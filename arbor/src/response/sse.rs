//! Defines the server-sent-events surface of the response controller.

use bytes::Bytes;
use serde_json::Value;

use crate::response::ResponseHandle;

/// Options for [`ResponseHandle::sse`](crate::response::ResponseHandle::sse).
#[derive(Clone, Debug, Default)]
pub struct SseOptions {
    /// Reconnection delay advertised to the client, in milliseconds. Emitted
    /// as a `retry:` field before the first event.
    pub retry: Option<u64>,
    /// When set, the stream is not auto-closed when the handler returns; the
    /// handler (or a background task) closes it explicitly.
    pub keep_open: bool,
}

/// Optional fields attached to a single event.
#[derive(Clone, Debug, Default)]
pub struct SseEvent {
    /// The `event:` name field.
    pub event: Option<String>,
    /// The `id:` field.
    pub id: Option<String>,
}

impl SseEvent {
    /// An event with a name and no id.
    pub fn named<S: Into<String>>(event: S) -> SseEvent {
        SseEvent {
            event: Some(event.into()),
            id: None,
        }
    }

    /// Attaches an `id:` field.
    pub fn with_id<S: Into<String>>(mut self, id: S) -> SseEvent {
        self.id = Some(id.into());
        self
    }
}

/// A handle for emitting server-sent events on an open SSE stream.
pub struct SseHandle {
    pub(crate) response: ResponseHandle,
}

impl SseHandle {
    /// Emits a bare `data:` event.
    pub fn send(&self, data: Value) {
        self.send_event(data, SseEvent::default());
    }

    /// Emits an event with the given fields. Strings are sent verbatim, any
    /// other JSON value is serialized; each event terminates with a blank
    /// line per the SSE framing rules.
    pub fn send_event(&self, data: Value, fields: SseEvent) {
        self.response.write_chunk(Bytes::from(format_event(&data, &fields)));
    }

    /// Closes the stream.
    pub fn close(&self) {
        self.response.close_stream();
    }
}

fn format_event(data: &Value, fields: &SseEvent) -> String {
    let mut out = String::new();

    if let Some(event) = &fields.event {
        out.push_str("event: ");
        out.push_str(event);
        out.push('\n');
    }
    if let Some(id) = &fields.id {
        out.push_str("id: ");
        out.push_str(id);
        out.push('\n');
    }

    let payload = match data {
        Value::String(s) => s.clone(),
        other => other.to_string(),
    };
    for line in payload.split('\n') {
        out.push_str("data: ");
        out.push_str(line);
        out.push('\n');
    }

    out.push('\n');
    out
}

#[cfg(test)]
mod tests {
    use super::*;
    use serde_json::json;

    #[test]
    fn formats_named_events() {
        let text = format_event(&json!({"tick": 1}), &SseEvent::named("ticks"));
        assert_eq!(text, "event: ticks\ndata: {\"tick\":1}\n\n");
    }

    #[test]
    fn formats_ids_and_multiline_data() {
        let text = format_event(
            &Value::String("a\nb".into()),
            &SseEvent::named("log").with_id("7"),
        );
        assert_eq!(text, "event: log\nid: 7\ndata: a\ndata: b\n\n");
    }

    #[test]
    fn bare_events_have_only_data() {
        let text = format_event(&Value::String("ping".into()), &SseEvent::default());
        assert_eq!(text, "data: ping\n\n");
    }
}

····················

Exercise.
Provide only the number of lines from the material above that include the word "Some".

Answer section.
4